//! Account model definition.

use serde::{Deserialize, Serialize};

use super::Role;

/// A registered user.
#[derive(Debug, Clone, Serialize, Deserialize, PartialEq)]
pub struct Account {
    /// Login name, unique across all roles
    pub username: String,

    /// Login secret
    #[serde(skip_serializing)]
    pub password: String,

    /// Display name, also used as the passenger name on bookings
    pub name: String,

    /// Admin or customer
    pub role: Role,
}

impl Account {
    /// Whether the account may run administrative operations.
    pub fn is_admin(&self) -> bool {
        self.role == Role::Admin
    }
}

**Your assignment**
Exactly reproduce every line of the records.

**Response box**
//! Account model definition.

use serde::{Deserialize, Serialize};

use super::Role;

/// A registered user.
#[derive(Debug, Clone, Serialize, Deserialize, PartialEq)]
pub struct Account {
    /// Login name, unique across all roles
    pub username: String,

    /// Login secret
    #[serde(skip_serializing)]
    pub password: String,

    /// Display name, also used as the passenger name on bookings
    pub name: String,

    /// Admin or customer
    pub role: Role,
}

impl Account {
    /// Whether the account may run administrative operations.
    pub fn is_admin(&self) -> bool {
        self.role == Role::Admin
    }
}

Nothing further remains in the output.